GRUB still detects windows

So I did a fresh install of Ubuntu 14.10 with Gnome 3 onto a brand new SSD, and to start with, there was no problemo. After a while however, I decided to re-format all of my old HDD's so that there was no trace of windows to be seen.

I re-formatted it just using the file manager in ubuntu, and said to make it write 0's over all of the 1's. I re-booted and discovered that GRUB still showed up saying that windows was available to pick as a boot option.

So I thought, oh, no worries. I shall just go ahead and sudo os-prober, then all shall be well, no more ugly windows 8eroony.
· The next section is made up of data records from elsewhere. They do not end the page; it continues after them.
use axum::{body::Bytes, extract::State, http::Method};
use std::sync::Arc;

use crate::models::Reply;
use crate::services::ConfigLogService;

/// 处理 `/` 上的请求，只接受 POST
pub async fn root(
    State(service): State<Arc<ConfigLogService>>,
    method: Method,
    body: Bytes,
) -> Reply {
    if method != Method::POST {
        tracing::debug!("Rejected {} request", method);
        return Reply::error("Use POST to call the database service");
    }

    service.handle(&body).await
}

#[cfg(test)]
mod tests {
    use super::*;
    use crate::api::create_router;
    use crate::models::{ConnectionSettings, RESULT_ERROR};
    use axum::{
        body::Body,
        http::{Request, StatusCode, header},
    };
    use tower::ServiceExt;

    fn app() -> axum::Router {
        create_router(Arc::new(ConfigLogService::new(ConnectionSettings::default())))
    }

    async fn send(request: Request<Body>) -> (StatusCode, Option<String>, Reply) {
        let response = app().oneshot(request).await.unwrap();
        let status = response.status();
        let origin = response
            .headers()
            .get(header::ACCESS_CONTROL_ALLOW_ORIGIN)
            .map(|v| v.to_str().unwrap().to_string());
        let body = axum::body::to_bytes(response.into_body(), usize::MAX)
            .await
            .unwrap();
        (status, origin, serde_json::from_slice(&body).unwrap())
    }

    #[tokio::test]
    async fn test_get_is_rejected() {
        let request = Request::builder()
            .method("GET")
            .uri("/")
            .body(Body::empty())
            .unwrap();
        let (status, origin, reply) = send(request).await;
        assert_eq!(status, StatusCode::OK);
        assert_eq!(origin.as_deref(), Some("*"));
        assert_eq!(reply.result, RESULT_ERROR);
        assert!(reply.message.unwrap().contains("POST"));
    }

    #[tokio::test]
    async fn test_empty_post() {
        let request = Request::builder()
            .method("POST")
            .uri("/")
            .body(Body::empty())
            .unwrap();
        let (_, origin, reply) = send(request).await;
        assert_eq!(origin.as_deref(), Some("*"));
        assert_eq!(reply.result, RESULT_ERROR);
    }

    #[tokio::test]
    async fn test_any_path_is_served() {
        let request = Request::builder()
            .method("POST")
            .uri("/some/other/path")
            .body(Body::from(r#"{"op": "get_config"}"#))
            .unwrap();
        let (status, _, reply) = send(request).await;
        assert_eq!(status, StatusCode::OK);
        assert_eq!(reply.result, RESULT_ERROR);
        assert!(reply.message.unwrap().contains("not connected"));
    }
}
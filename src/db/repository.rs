use crate::models::{ConfigItem, ConfigUpdate, LogRecord};
use crate::utils::error::Result;
use sqlx::{Executor, MySql, MySqlPool};

/// 写入一条日志，连接和连接池均可使用
pub async fn insert_log<'e, E>(executor: E, record: &LogRecord) -> Result<u64>
where
    E: Executor<'e, Database = MySql>,
{
    let result = match &record.ts {
        Some(ts) => {
            sqlx::query("INSERT INTO tbl_log (type, detail, ts) VALUES (?, ?, ?)")
                .bind(&record.log_type)
                .bind(&record.detail)
                .bind(ts)
                .execute(executor)
                .await?
        }
        None => {
            sqlx::query("INSERT INTO tbl_log (type, detail) VALUES (?, ?)")
                .bind(&record.log_type)
                .bind(&record.detail)
                .execute(executor)
                .await?
        }
    };

    Ok(result.last_insert_id())
}

/// 配置表仓库
pub struct ConfigRepository<'a> {
    pool: &'a MySqlPool,
}

impl<'a> ConfigRepository<'a> {
    pub fn new(pool: &'a MySqlPool) -> Self {
        Self { pool }
    }

    /// 新增配置项
    pub async fn insert(&self, item: &ConfigItem) -> Result<()> {
        sqlx::query("INSERT INTO tbl_config (name, value, memo) VALUES (?, ?, ?)")
            .bind(&item.name)
            .bind(&item.value)
            .bind(&item.memo)
            .execute(self.pool)
            .await?;
        Ok(())
    }

    /// 更新配置项，可同时改名
    pub async fn update(&self, update: &ConfigUpdate) -> Result<u64> {
        let result = sqlx::query("UPDATE tbl_config SET name = ?, value = ?, memo = ? WHERE name = ?")
            .bind(&update.new_name)
            .bind(&update.value)
            .bind(&update.memo)
            .bind(&update.name)
            .execute(self.pool)
            .await?;
        Ok(result.rows_affected())
    }

    /// 获取所有配置项
    pub async fn find_all(&self) -> Result<Vec<ConfigItem>> {
        let items = sqlx::query_as::<_, ConfigItem>(
            "SELECT name, value, memo FROM tbl_config ORDER BY name",
        )
        .fetch_all(self.pool)
        .await?;
        Ok(items)
    }

    /// 根据名称获取配置项
    pub async fn find_by_name(&self, name: &str) -> Result<Option<ConfigItem>> {
        let item = sqlx::query_as::<_, ConfigItem>(
            "SELECT name, value, memo FROM tbl_config WHERE name = ?",
        )
        .bind(name)
        .fetch_optional(self.pool)
        .await?;
        Ok(item)
    }

    /// 删除配置项
    pub async fn delete(&self, name: &str) -> Result<u64> {
        let result = sqlx::query("DELETE FROM tbl_config WHERE name = ?")
            .bind(name)
            .execute(self.pool)
            .await?;
        Ok(result.rows_affected())
    }

    /// 清空配置表
    pub async fn clear(&self) -> Result<u64> {
        let result = sqlx::query("DELETE FROM tbl_config")
            .execute(self.pool)
            .await?;
        Ok(result.rows_affected())
    }
}

/// 日志表仓库
pub struct LogRepository<'a> {
    pool: &'a MySqlPool,
}

impl<'a> LogRepository<'a> {
    pub fn new(pool: &'a MySqlPool) -> Self {
        Self { pool }
    }

    /// 添加日志
    pub async fn add(&self, record: &LogRecord) -> Result<u64> {
        insert_log(self.pool, record).await
    }
}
But alas, as I typed in that line, hit enter and watched as it said "/dev/sdb1:Windows 8 (loader):Windows:chain" I sobbed a sad sob as I was not yet free of the curse.
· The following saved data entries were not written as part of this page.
pub mod config_log;
pub mod provisioner;

pub use config_log::*;
pub use provisioner::*;
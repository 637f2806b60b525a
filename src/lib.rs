//! 项目数据库工具
//! 初始化 `db_project_<name>` 数据库，并提供配置表/日志表的读写服务

pub mod api;
pub mod cli;
pub mod db;
pub mod models;
pub mod services;
pub mod utils;

pub use utils::error::{AppError, Result};
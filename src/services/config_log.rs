use crate::db::{self, ConfigRepository, LogRepository};
use crate::models::{
    ConfigItem, ConfigUpdate, ConfigureRequest, ConnectionSettings, LogRecord, Operation,
    OperationHeader, ProjectSchema, RecordsRequest, Reply,
};
use crate::utils::error::{AppError, Result};
use serde::de::DeserializeOwned;
use sqlx::MySqlPool;
use tokio::sync::RwLock;

struct ServiceState {
    settings: ConnectionSettings,
    pool: Option<MySqlPool>,
}

/// 配置与日志服务，对已初始化的项目库读写 tbl_config / tbl_log
pub struct ConfigLogService {
    state: RwLock<ServiceState>,
}

impl ConfigLogService {
    /// 初始为未连接状态，需先执行 `config` 操作
    pub fn new(settings: ConnectionSettings) -> Self {
        Self {
            state: RwLock::new(ServiceState {
                settings,
                pool: None,
            }),
        }
    }

    /// 当前连接参数
    pub async fn settings(&self) -> ConnectionSettings {
        self.state.read().await.settings.clone()
    }

    pub async fn is_connected(&self) -> bool {
        self.state.read().await.pool.is_some()
    }

    /// 处理一个请求体，任何错误都转为 ERROR 回复
    pub async fn handle(&self, body: &[u8]) -> Reply {
        if body.is_empty() {
            return Reply::error("Request body is empty, send a JSON operation");
        }

        let header: OperationHeader = match serde_json::from_slice(body) {
            Ok(header) => header,
            Err(e) => return Reply::error(format!("JSON parse error: {}", e)),
        };

        let Some(op) = Operation::from_str(&header.op) else {
            return Reply::error(format!("Unsupported 'op' value: '{}'", header.op));
        };

        tracing::debug!("Handling operation {}", op.as_str());
        match self.dispatch(op, body).await {
            Ok(reply) => reply,
            Err(e) => {
                tracing::warn!("Operation {} failed: {}", op.as_str(), e);
                Reply::error(e.to_string())
            }
        }
    }

    async fn dispatch(&self, op: Operation, body: &[u8]) -> Result<Reply> {
        match op {
            Operation::Config => {
                self.configure(serde_json::from_slice(body)?).await?;
            }
            Operation::AddConfig => {
                let pool = self.pool().await?;
                let records = non_empty(parse_records::<Vec<String>>(body)?)?;
                Self::add_config(&pool, records).await?;
            }
            Operation::UpdateConfig => {
                let pool = self.pool().await?;
                let records = non_empty(parse_records::<Vec<String>>(body)?)?;
                Self::update_config(&pool, records).await?;
            }
            Operation::GetConfig => {
                let pool = self.pool().await?;
                let names = parse_records::<String>(body)?;
                let items = Self::get_config(&pool, names).await?;
                return Ok(Reply::with_records(op, items));
            }
            Operation::DelConfig => {
                let pool = self.pool().await?;
                let names = non_empty(parse_records::<String>(body)?)?;
                Self::del_config(&pool, names).await?;
            }
            Operation::ClearConfig => {
                let pool = self.pool().await?;
                let removed = ConfigRepository::new(&pool).clear().await?;
                tracing::info!("Cleared {} config items", removed);
            }
            Operation::AddLog => {
                let pool = self.pool().await?;
                let records = non_empty(parse_records::<Vec<String>>(body)?)?;
                Self::add_log(&pool, records).await?;
            }
        }

        Ok(Reply::ok(op))
    }

    /// 设置数据库连接参数，成功连接后才替换当前连接
    pub async fn configure(&self, req: ConfigureRequest) -> Result<()> {
        let settings = self.merge_settings(req).await?;
        settings.validate()?;

        let pool = db::connect_pool(&settings).await?;
        tracing::info!("Connected to {}", settings.display_url());

        // 释放写锁后再关闭旧连接池，关闭会等待进行中的请求
        if let Some(old) = self.install_pool(settings, pool).await {
            old.close().await;
        }
        Ok(())
    }

    /// 替换当前连接，返回旧连接池
    async fn install_pool(
        &self,
        settings: ConnectionSettings,
        pool: MySqlPool,
    ) -> Option<MySqlPool> {
        let mut state = self.state.write().await;
        state.settings = settings;
        state.pool.replace(pool)
    }

    /// 未提供的参数使用原先参数，数据库名补全 db_project_ 前缀
    async fn merge_settings(&self, req: ConfigureRequest) -> Result<ConnectionSettings> {
        let current = self.settings().await;

        let port = match req.port {
            Some(port) => port.parse()?,
            None => current.port,
        };
        let dbname = given(req.dbname)
            .or(current.database)
            .unwrap_or_default();

        Ok(ConnectionSettings {
            host: given(req.ip).unwrap_or(current.host),
            port,
            username: given(req.username).unwrap_or(current.username),
            password: given(req.pwd).unwrap_or(current.password),
            database: Some(ProjectSchema::from_database_name(&dbname)?.name()),
        })
    }

    async fn pool(&self) -> Result<MySqlPool> {
        self.state.read().await.pool.clone().ok_or_else(|| {
            AppError::NotConnected(
                "database is not connected, use the 'config' operation first".to_string(),
            )
        })
    }

    /// 逐条插入，遇到错误立即返回
    pub async fn add_config(pool: &MySqlPool, records: Vec<Vec<String>>) -> Result<()> {
        let repo = ConfigRepository::new(pool);
        for fields in records {
            let item = ConfigItem::try_from(fields)?;
            repo.insert(&item).await?;
        }
        Ok(())
    }

    pub async fn update_config(pool: &MySqlPool, records: Vec<Vec<String>>) -> Result<()> {
        let repo = ConfigRepository::new(pool);
        for fields in records {
            let update = ConfigUpdate::try_from(fields)?;
            let affected = repo.update(&update).await?;
            tracing::debug!("Updated config {}: {} rows", update.name, affected);
        }
        Ok(())
    }

    /// 名称列表为空时返回全部配置，不存在的名称返回占位条目
    pub async fn get_config(pool: &MySqlPool, names: Vec<String>) -> Result<Vec<ConfigItem>> {
        let repo = ConfigRepository::new(pool);
        if names.is_empty() {
            return repo.find_all().await;
        }

        let mut items = Vec::with_capacity(names.len());
        for name in names {
            let item = repo
                .find_by_name(&name)
                .await?
                .unwrap_or_else(|| ConfigItem::missing(&name));
            items.push(item);
        }
        Ok(items)
    }

    pub async fn del_config(pool: &MySqlPool, names: Vec<String>) -> Result<()> {
        let repo = ConfigRepository::new(pool);
        for name in names {
            repo.delete(&name).await?;
        }
        Ok(())
    }

    pub async fn add_log(pool: &MySqlPool, records: Vec<Vec<String>>) -> Result<()> {
        let repo = LogRepository::new(pool);
        for fields in records {
            let record = LogRecord::try_from(fields)?;
            repo.add(&record).await?;
        }
        Ok(())
    }
}

fn parse_records<T: DeserializeOwned>(body: &[u8]) -> Result<Vec<T>> {
    let req: RecordsRequest<T> = serde_json::from_slice(body)?;
    Ok(req.records)
}

fn non_empty<T>(records: Vec<T>) -> Result<Vec<T>> {
    if records.is_empty() {
        return Err(AppError::InvalidInput("request contains no records".to_string()));
    }
    Ok(records)
}

fn given(value: Option<String>) -> Option<String> {
    value.filter(|v| !v.is_empty())
}

#[cfg(test)]
mod tests {
    use super::*;
    use crate::models::RESULT_ERROR;
    use sqlx::mysql::MySqlPoolOptions;

    fn service() -> ConfigLogService {
        ConfigLogService::new(ConnectionSettings {
            host: "127.0.0.1".to_string(),
            port: 3306,
            database: Some("test".to_string()),
            ..Default::default()
        })
    }

    #[tokio::test]
    async fn test_empty_body() {
        let reply = service().handle(b"").await;
        assert_eq!(reply.result, RESULT_ERROR);
        assert!(reply.op.is_none());
    }

    #[tokio::test]
    async fn test_invalid_json() {
        let reply = service().handle(b"{not json").await;
        assert_eq!(reply.result, RESULT_ERROR);
        assert!(reply.message.unwrap().starts_with("JSON parse error"));
    }

    #[tokio::test]
    async fn test_unknown_operation() {
        let reply = service().handle(br#"{"op": "drop_everything"}"#).await;
        assert_eq!(reply.result, RESULT_ERROR);
        assert!(reply.message.unwrap().contains("drop_everything"));
    }

    #[tokio::test]
    async fn test_table_operation_requires_connection() {
        let svc = service();
        assert!(!svc.is_connected().await);
        for body in [
            r#"{"op": "add_config", "records": [["a", "1"]]}"#,
            r#"{"op": "GET_CONFIG"}"#,
            r#"{"op": "clear_config"}"#,
            r#"{"op": "add_log", "records": [["info", "x"]]}"#,
        ] {
            let reply = svc.handle(body.as_bytes()).await;
            assert!(!reply.is_ok(), "{}", body);
            assert!(reply.message.unwrap().contains("not connected"));
        }
    }

    #[tokio::test]
    async fn test_merge_keeps_current_values() {
        let svc = service();
        let merged = svc
            .merge_settings(ConfigureRequest {
                ip: Some(String::new()),
                pwd: Some("secret".to_string()),
                ..Default::default()
            })
            .await
            .unwrap();
        assert_eq!(merged.host, "127.0.0.1");
        assert_eq!(merged.port, 3306);
        assert_eq!(merged.password, "secret");
        assert_eq!(merged.database.as_deref(), Some("db_project_test"));
    }

    #[tokio::test]
    async fn test_merge_rejects_bad_port() {
        let req: ConfigureRequest =
            serde_json::from_str(r#"{"op": "config", "port": "33o6", "dbname": "db_project_x"}"#)
                .unwrap();
        assert!(matches!(
            service().merge_settings(req).await,
            Err(AppError::InvalidInput(_))
        ));
    }

    #[tokio::test]
    async fn test_configure_validation_happens_before_connect() {
        let svc = service();
        let reply = svc.handle(br#"{"op": "config", "port": 0, "dbname": "demo"}"#).await;
        assert_eq!(reply.result, RESULT_ERROR);
        assert!(reply.message.unwrap().contains("port is zero"));
        assert!(!svc.is_connected().await);
        assert_eq!(svc.settings().await.database.as_deref(), Some("test"));
    }

    #[tokio::test]
    async fn test_install_pool_releases_lock_before_close() {
        let svc = service();
        let settings = svc.settings().await;
        let lazy = || MySqlPoolOptions::new().connect_lazy_with(settings.connect_options());

        assert!(svc.install_pool(settings.clone(), lazy()).await.is_none());
        assert!(svc.is_connected().await);

        let old = svc.install_pool(settings.clone(), lazy()).await.unwrap();
        // 旧连接池尚未关闭时，状态锁已可用
        assert!(!old.is_closed());
        assert!(svc.state.try_write().is_ok());
        old.close().await;
        assert!(svc.is_connected().await);
    }

    #[test]
    fn test_non_empty() {
        assert!(non_empty::<String>(Vec::new()).is_err());
        assert_eq!(non_empty(vec![1]).unwrap(), vec![1]);
    }
}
I decided to try and get to the nuts of it, and held my breath, as I scrolled down in grub and hit enter on that cursed line. Yep, it boots. But only to system recovery, leading me to believe that only the essential bootloader for windows is left. How, I do ask shall I be rid of this, if re-formatting does not work? Where is this sneaky partition hiding?

Download and install Gparted.

Find the damn partition and nuke it for good. : D

Thanks dude, I can no longer detect it when I do sudo os-prober, but it still comes up as an option to boot from in grub. dafaq.
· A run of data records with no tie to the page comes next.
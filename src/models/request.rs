use serde::{Deserialize, Serialize};

use super::ConfigItem;
use crate::utils::error::{AppError, Result};

pub const RESULT_OK: &str = "OK";
pub const RESULT_ERROR: &str = "ERROR";

/// 操作类型，请求体中的 `op` 字段（不区分大小写）
#[derive(Debug, Clone, Copy, PartialEq, Eq)]
pub enum Operation {
    Config,
    AddConfig,
    UpdateConfig,
    GetConfig,
    DelConfig,
    ClearConfig,
    AddLog,
}

impl Operation {
    pub fn as_str(&self) -> &str {
        match self {
            Operation::Config => "config",
            Operation::AddConfig => "add_config",
            Operation::UpdateConfig => "update_config",
            Operation::GetConfig => "get_config",
            Operation::DelConfig => "del_config",
            Operation::ClearConfig => "clear_config",
            Operation::AddLog => "add_log",
        }
    }

    pub fn from_str(s: &str) -> Option<Self> {
        match s.to_lowercase().as_str() {
            "config" => Some(Operation::Config),
            "add_config" => Some(Operation::AddConfig),
            "update_config" => Some(Operation::UpdateConfig),
            "get_config" => Some(Operation::GetConfig),
            "del_config" => Some(Operation::DelConfig),
            "clear_config" => Some(Operation::ClearConfig),
            "add_log" => Some(Operation::AddLog),
            _ => None,
        }
    }
}

/// 只解析 op 字段，其余字段由具体操作再解析
#[derive(Debug, Deserialize)]
pub struct OperationHeader {
    pub op: String,
}

/// 端口既可以是字符串也可以是数字
#[derive(Debug, Clone, Deserialize, PartialEq, Eq)]
#[serde(untagged)]
pub enum PortField {
    Number(u16),
    Text(String),
}

impl PortField {
    pub fn parse(&self) -> Result<u16> {
        match self {
            PortField::Number(port) => Ok(*port),
            PortField::Text(text) => text
                .trim()
                .parse()
                .map_err(|_| AppError::InvalidInput(format!("Invalid port: {}", text))),
        }
    }
}

/// 设置数据库连接参数，未提供的字段沿用当前值
#[derive(Debug, Clone, Default, Deserialize)]
pub struct ConfigureRequest {
    pub ip: Option<String>,
    pub port: Option<PortField>,
    pub username: Option<String>,
    pub pwd: Option<String>,
    pub dbname: Option<String>,
}

/// 带记录列表的请求
#[derive(Debug, Clone, Deserialize)]
pub struct RecordsRequest<T> {
    #[serde(default = "Vec::new")]
    pub records: Vec<T>,
}

/// 请求回复
#[derive(Debug, Clone, Default, Serialize, Deserialize, PartialEq, Eq)]
pub struct Reply {
    #[serde(default, skip_serializing_if = "Option::is_none")]
    pub op: Option<String>,
    pub result: String,
    #[serde(default, skip_serializing_if = "Option::is_none")]
    pub message: Option<String>,
    #[serde(default, skip_serializing_if = "Vec::is_empty")]
    pub records: Vec<ConfigItem>,
}

impl Reply {
    pub fn ok(op: Operation) -> Self {
        Self {
            op: Some(op.as_str().to_string()),
            result: RESULT_OK.to_string(),
            ..Default::default()
        }
    }

    pub fn with_records(op: Operation, records: Vec<ConfigItem>) -> Self {
        Self {
            records,
            ..Self::ok(op)
        }
    }

    pub fn error(message: impl Into<String>) -> Self {
        Self {
            result: RESULT_ERROR.to_string(),
            message: Some(message.into()),
            ..Default::default()
        }
    }

    pub fn is_ok(&self) -> bool {
        self.result == RESULT_OK
    }
}
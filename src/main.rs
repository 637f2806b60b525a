//! 项目数据库初始化脚本
//! 用法: project-init [项目名] [用户名] [密码] [主机] [端口]

use anyhow::Context;
use clap::Parser;
use project_db::cli::ProvisionArgs;
use project_db::services::{Provisioner, StdinPrompt};
use tracing_subscriber::{layer::SubscriberExt, util::SubscriberInitExt};

const START_BANNER: &str = "\n------------------- Project database init: start -------------------\n";
const END_BANNER: &str = "\n------------------- Project database init: end -------------------\n\n";

#[tokio::main(flavor = "current_thread")]
async fn main() -> anyhow::Result<()> {
    // 初始化日志，输出到 stderr，避免与提示信息混在一起
    tracing_subscriber::registry()
        .with(
            tracing_subscriber::EnvFilter::try_from_default_env()
                .unwrap_or_else(|_| "project_db=info".into()),
        )
        .with(tracing_subscriber::fmt::layer().with_writer(std::io::stderr))
        .init();

    println!("{}", START_BANNER);

    let args = ProvisionArgs::parse();
    let mut prompt = StdinPrompt;

    let schema = args
        .project_schema(&mut prompt)
        .context("Failed to read project name")?;
    println!("Project name: {}", schema.project());

    let settings = args.resolve();
    let mut provisioner = Provisioner::connect(&settings, schema)
        .await
        .context("Failed to connect to MySQL")?;

    let outcome = provisioner
        .run(&mut prompt)
        .await
        .context("Failed to initialize project database")?;
    tracing::info!("Provisioning finished: {:?}", outcome);

    println!("{}", END_BANNER);
    Ok(())
}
I figured it was a hard-coded boot entry but I guess that works.

Grub generates a table when you update it manually, so the partition is probably gone ( check with gparted ) but the entry is still in the list. If you are Ubuntu or Mint, use grub-customizer, then you can easily delete the entry, otherwise you probably just have to run update-grub and it might resolve itself when it sees there's no Windows partition there.

Try
update-grub in the terminal

this is how i would update grub entries in ubuntu-server 14.10, so it should work in the desktop as well

at user terminal
sudo grub-mkconfig -o /boot/grub/grub.cfg

or at root terminal
grub-mkconfig -o /boot/grub/grub.cfg

i think fedora distros might use grub2-mkconfig.